Dr Dorrington said that many barriers experienced by mothers in medicine were based on the “socio-cultural norms surrounding women and mothers”.
“We know that for most heterosexual couples there is gender equality in the division of housework before children, but despite this there is, in general, a shift once children enter the household to them taking on more traditional gendered roles, with women doing more housework and childcare, which continues even when children are school aged,” she said.
“Feminism has done a great job of opening doors for women and expanding their horizons. Unfortunately, we are all raised in this patriarchal culture, and while options and expectations for women have opened up, they remain principally unchanged for men. There is no expectation that a man will need to make any changes to his working life when there are changes in his family life, for instance.
“I think the particular challenges in medicine regarding motherhood/parenthood arise from the extent of training and timing of this training, as well as rigidity in training practices.”
Dr Dorrington added that some challenges had been amplified in recent years with the shift to postgraduate medical degrees.
“In my class I believe that 24 was the average age in first year, and we certainly had people in their 30s and into their 40s too, if I recall correctly,” she said.
“The university degrees are not flexible in delivery for parental or any other form of leave.”
And, she said, these pressures continue once doctors are in specialty training.
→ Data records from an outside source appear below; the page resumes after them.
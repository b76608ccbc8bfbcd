/// The submission workflow
///
/// [`SubmissionController`] owns one draft, the tri-state status and the
/// in-flight flag. [`SubmissionController::submit`] runs the steps strictly in
/// order:
///
/// 1. validate the draft (no writes on failure)
/// 2. re-confirm the session (redirect to `/auth` when absent)
/// 3. insert the assignment
/// 4. generate a transaction reference
/// 5. insert the payment referencing the assignment
///
/// The two inserts are separate commits. What happens to the assignment when
/// the payment insert fails is governed by [`PartialFailurePolicy`].
///
/// # Example
///
/// ```no_run
/// use std::sync::Arc;
/// use assignpay_shared::auth::session::FixedSession;
/// use assignpay_shared::store::memory::MemoryStore;
/// use assignpay_shared::submission::notify::{RecordingNavigator, RecordingNotifier};
/// use assignpay_shared::submission::workflow::{SubmissionController, SubmissionOutcome};
///
/// # async fn example() {
/// let mut controller = SubmissionController::new(
///     Arc::new(MemoryStore::new()),
///     Arc::new(FixedSession::signed_out()),
///     Arc::new(RecordingNotifier::default()),
///     Arc::new(RecordingNavigator::default()),
/// );
///
/// if let SubmissionOutcome::Submitted { payment, .. } = controller.submit().await {
///     println!("recorded {}", payment.transaction_id);
/// }
/// # }
/// ```

use rust_decimal::Decimal;
use serde::{Deserialize, Serialize};
use std::fmt;
use std::str::FromStr;
use std::sync::atomic::{AtomicBool, Ordering};
use std::sync::Arc;
use tracing::{error, info, warn};
use uuid::Uuid;

use super::draft::{DraftUpdate, SubmissionDraft};
use super::notify::{Navigator, Notice, Notifier, Route};
use super::transaction::TransactionId;
use super::validation::{validate, ValidationFailure};
use crate::auth::session::{
    current_session, GateOutcome, Session, SessionGate, SessionProvider, LOGIN_REQUIRED_MESSAGE,
};
use crate::models::assignment::{Assignment, CreateAssignment};
use crate::models::payment::{CreatePayment, Payment, PaymentStatus};
use crate::store::{StoreError, SubmissionStore};

/// Notice shown after both records are written
pub const SUBMISSION_SUCCEEDED_MESSAGE: &str =
    "Assignment submitted and payment processed successfully!";

/// Outcome of the latest submission attempt
#[derive(Debug, Clone, Copy, Default, PartialEq, Eq, Serialize)]
#[serde(rename_all = "lowercase")]
pub enum SubmissionStatus {
    #[default]
    Idle,
    Success,
    Error,
}

impl SubmissionStatus {
    /// Banner text for the status, none while idle
    pub fn banner(&self) -> Option<&'static str> {
        match self {
            SubmissionStatus::Idle => None,
            SubmissionStatus::Success => Some("Assignment submitted and payment processed!"),
            SubmissionStatus::Error => {
                Some("Please fill in all required fields and payment information.")
            }
        }
    }
}

/// What to do with a committed assignment when its payment insert fails
#[derive(Debug, Clone, Copy, Default, PartialEq, Eq, Serialize, Deserialize)]
#[serde(rename_all = "lowercase")]
pub enum PartialFailurePolicy {
    /// Leave the assignment in place
    #[default]
    Retain,

    /// Delete the assignment again
    Compensate,
}

impl fmt::Display for PartialFailurePolicy {
    fn fmt(&self, f: &mut fmt::Formatter<'_>) -> fmt::Result {
        match self {
            PartialFailurePolicy::Retain => f.write_str("retain"),
            PartialFailurePolicy::Compensate => f.write_str("compensate"),
        }
    }
}

impl FromStr for PartialFailurePolicy {
    type Err = String;

    fn from_str(s: &str) -> Result<Self, Self::Err> {
        match s.to_ascii_lowercase().as_str() {
            "retain" => Ok(PartialFailurePolicy::Retain),
            "compensate" => Ok(PartialFailurePolicy::Compensate),
            other => Err(format!("Unknown partial failure policy: {}", other)),
        }
    }
}

/// Shared view of a controller's in-flight flag
///
/// Clones observe the same flag.
#[derive(Debug, Clone, Default)]
pub struct InFlight(Arc<AtomicBool>);

impl InFlight {
    pub fn is_set(&self) -> bool {
        self.0.load(Ordering::SeqCst)
    }

    fn begin(&self) -> InFlightGuard {
        self.0.store(true, Ordering::SeqCst);
        InFlightGuard(self.0.clone())
    }
}

/// Clears the flag when dropped
struct InFlightGuard(Arc<AtomicBool>);

impl Drop for InFlightGuard {
    fn drop(&mut self) {
        self.0.store(false, Ordering::SeqCst);
    }
}

/// A write that failed after validation and session checks passed
#[derive(Debug, Clone, thiserror::Error)]
pub enum SubmissionError {
    #[error("Failed to submit assignment")]
    AssignmentWrite(#[source] StoreError),

    #[error("Failed to process payment")]
    PaymentWrite {
        assignment_id: Uuid,
        #[source]
        source: StoreError,
        /// The assignment was deleted again
        compensated: bool,
    },
}

/// Result of one call to [`SubmissionController::submit`]
#[derive(Debug, Clone)]
pub enum SubmissionOutcome {
    Submitted {
        assignment: Assignment,
        payment: Payment,
    },

    /// The draft failed validation; nothing was written
    Rejected(ValidationFailure),

    /// No session; the caller was sent to the login route
    Redirected(Route),

    Failed(SubmissionError),
}

/// Owner of one submission draft
pub struct SubmissionController {
    draft: SubmissionDraft,
    status: SubmissionStatus,
    in_flight: InFlight,
    policy: PartialFailurePolicy,
    store: Arc<dyn SubmissionStore>,
    sessions: Arc<dyn SessionProvider>,
    notifier: Arc<dyn Notifier>,
    navigator: Arc<dyn Navigator>,
}

impl SubmissionController {
    pub fn new(
        store: Arc<dyn SubmissionStore>,
        sessions: Arc<dyn SessionProvider>,
        notifier: Arc<dyn Notifier>,
        navigator: Arc<dyn Navigator>,
    ) -> Self {
        Self {
            draft: SubmissionDraft::default(),
            status: SubmissionStatus::Idle,
            in_flight: InFlight::default(),
            policy: PartialFailurePolicy::default(),
            store,
            sessions,
            notifier,
            navigator,
        }
    }

    pub fn with_policy(mut self, policy: PartialFailurePolicy) -> Self {
        self.policy = policy;
        self
    }

    /// Overrides the initial fee amount
    pub fn with_amount(mut self, amount: Decimal) -> Self {
        self.draft = std::mem::take(&mut self.draft).apply(DraftUpdate::Amount(amount));
        self
    }

    /// Runs the session gate and seeds the submitter name on success
    pub async fn activate(&mut self) -> GateOutcome {
        let outcome = SessionGate::activate(
            self.sessions.as_ref(),
            self.notifier.as_ref(),
            self.navigator.as_ref(),
        )
        .await;

        if let GateOutcome::Ready(session) = &outcome {
            self.update(DraftUpdate::Name(session.display_name().to_string()));
        }
        outcome
    }

    pub fn update(&mut self, update: DraftUpdate) {
        self.draft = std::mem::take(&mut self.draft).apply(update);
    }

    pub fn draft(&self) -> &SubmissionDraft {
        &self.draft
    }

    pub fn status(&self) -> SubmissionStatus {
        self.status
    }

    pub fn is_in_flight(&self) -> bool {
        self.in_flight.is_set()
    }

    /// Handle for observing the in-flight flag from elsewhere
    pub fn in_flight(&self) -> InFlight {
        self.in_flight.clone()
    }

    /// Validates and records the draft
    ///
    /// The draft is left populated whatever the outcome. A redirect leaves the
    /// status unchanged.
    pub async fn submit(&mut self) -> SubmissionOutcome {
        if let Err(failure) = validate(&self.draft) {
            self.status = SubmissionStatus::Error;
            self.notifier.notify(Notice::error(failure.message()));
            return SubmissionOutcome::Rejected(failure);
        }

        let _in_flight = self.in_flight.begin();

        let session = match current_session(self.sessions.as_ref()).await {
            Some(session) => session,
            None => {
                self.notifier.notify(Notice::error(LOGIN_REQUIRED_MESSAGE));
                self.navigator.navigate(Route::Auth);
                return SubmissionOutcome::Redirected(Route::Auth);
            }
        };

        match self.record(&session).await {
            Ok((assignment, payment)) => {
                info!(
                    user_id = %session.user_id,
                    assignment_id = %assignment.id,
                    payment_method = %payment.payment_method,
                    amount = %payment.amount,
                    transaction_id = %payment.transaction_id,
                    "Assignment submitted"
                );
                self.status = SubmissionStatus::Success;
                self.notifier.notify(Notice::success(SUBMISSION_SUCCEEDED_MESSAGE));
                SubmissionOutcome::Submitted {
                    assignment,
                    payment,
                }
            }
            Err(e) => {
                self.status = SubmissionStatus::Error;
                self.notifier.notify(Notice::error(e.to_string()));
                SubmissionOutcome::Failed(e)
            }
        }
    }

    async fn record(&self, session: &Session) -> Result<(Assignment, Payment), SubmissionError> {
        let assignment = self
            .store
            .insert_assignment(CreateAssignment::submitted(
                session.user_id,
                self.draft.title.clone(),
            ))
            .await
            .map_err(|e| {
                error!(user_id = %session.user_id, error = %e, "Assignment insert failed");
                SubmissionError::AssignmentWrite(e)
            })?;

        let method = self.draft.method();
        let transaction_id = TransactionId::generate(method);

        let inserted = self
            .store
            .insert_payment(CreatePayment {
                user_id: session.user_id,
                assignment_id: assignment.id,
                amount: self.draft.amount,
                payment_method: method,
                status: PaymentStatus::Pending,
                transaction_id: transaction_id.into_string(),
            })
            .await;

        match inserted {
            Ok(payment) => Ok((assignment, payment)),
            Err(e) => {
                error!(
                    user_id = %session.user_id,
                    assignment_id = %assignment.id,
                    error = %e,
                    "Payment insert failed"
                );
                let compensated = self.compensate(assignment.id).await;
                Err(SubmissionError::PaymentWrite {
                    assignment_id: assignment.id,
                    source: e,
                    compensated,
                })
            }
        }
    }

    async fn compensate(&self, assignment_id: Uuid) -> bool {
        if self.policy == PartialFailurePolicy::Retain {
            warn!(%assignment_id, "Assignment kept without a payment");
            return false;
        }

        match self.store.delete_assignment(assignment_id).await {
            Ok(deleted) => {
                info!(%assignment_id, deleted, "Compensating delete issued");
                deleted
            }
            Err(e) => {
                error!(%assignment_id, error = %e, "Compensating delete failed");
                false
            }
        }
    }
}

#[cfg(test)]
mod tests {
    use super::*;

    #[test]
    fn test_policy_parse() {
        assert_eq!("retain".parse::<PartialFailurePolicy>(), Ok(PartialFailurePolicy::Retain));
        assert_eq!(
            "Compensate".parse::<PartialFailurePolicy>(),
            Ok(PartialFailurePolicy::Compensate)
        );
        assert!("rollback".parse::<PartialFailurePolicy>().is_err());
        assert_eq!(PartialFailurePolicy::default(), PartialFailurePolicy::Retain);
    }

    #[test]
    fn test_in_flight_guard_clears_on_drop() {
        let flag = InFlight::default();
        let observer = flag.clone();
        {
            let _guard = flag.begin();
            assert!(observer.is_set());
        }
        assert!(!observer.is_set());
    }

    #[test]
    fn test_status_banner() {
        assert_eq!(SubmissionStatus::Idle.banner(), None);
        assert!(SubmissionStatus::Error.banner().is_some());
        assert_eq!(
            serde_json::to_string(&SubmissionStatus::Success).unwrap(),
            "\"success\""
        );
    }
}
“It is hard studying for these major exams on top of working normal hours. This is definitely harder if you have a family who you want to be able to see and spend time with,” she said, adding that this did not only affect women. “A male doctor’s wife commented to me once after their first child that she was not having any more until he had finished his exams as she did not want to be a single parent again.
“Socio-culturally, it is much more acceptable for a female partner to take time off to raise children and allow the male partner to continue working on his career with no changes in work practice. It is much less accepted (or supported by workplaces) that the male partner does the same to allow a female partner to continue her work. This is where mother-doctors have difficulty, the expectation that they are the primary caregivers at home as well as meeting the commitments at work.”
Dr Dorrington said in terms of policies and strategies to assist mothers to pursue medical careers, it was important to broaden the conversation beyond maternity leave, return-to-work policies and breastfeeding.
“We need this to be viewed as ‘our’ problem, not as ‘her’ problem. The systems and structures need to be changed, not the people,” she said. “For parent/doctors, we do need to have changes that allow comprehensive, universal parenting leave, flexible/shared/part-time schedules, breastfeeding accommodation, and on-site childcare facilities, including being available overnight.”
In the meantime, Dr Dorrington said she was trying to improve her work–life balance by more often saying “no” to some work commitments and “yes” to family.
“I have recently withdrawn from my positions on the committees for the Australian Federation of Medical Women as well as the ACT and Region Medical Women’s Society, though I will continue to be involved as a member.”
Dr Elhalawani said some things were easier now that Hannah was older, but school holidays, and after-school care were more difficult than during the pre-school years.
She said she would welcome the introduction of more family-friendly policies in general practice, and medicine more generally.
“It’s definitely good that someone is talking about [the challenges of combining motherhood with medicine], maybe it will get better.”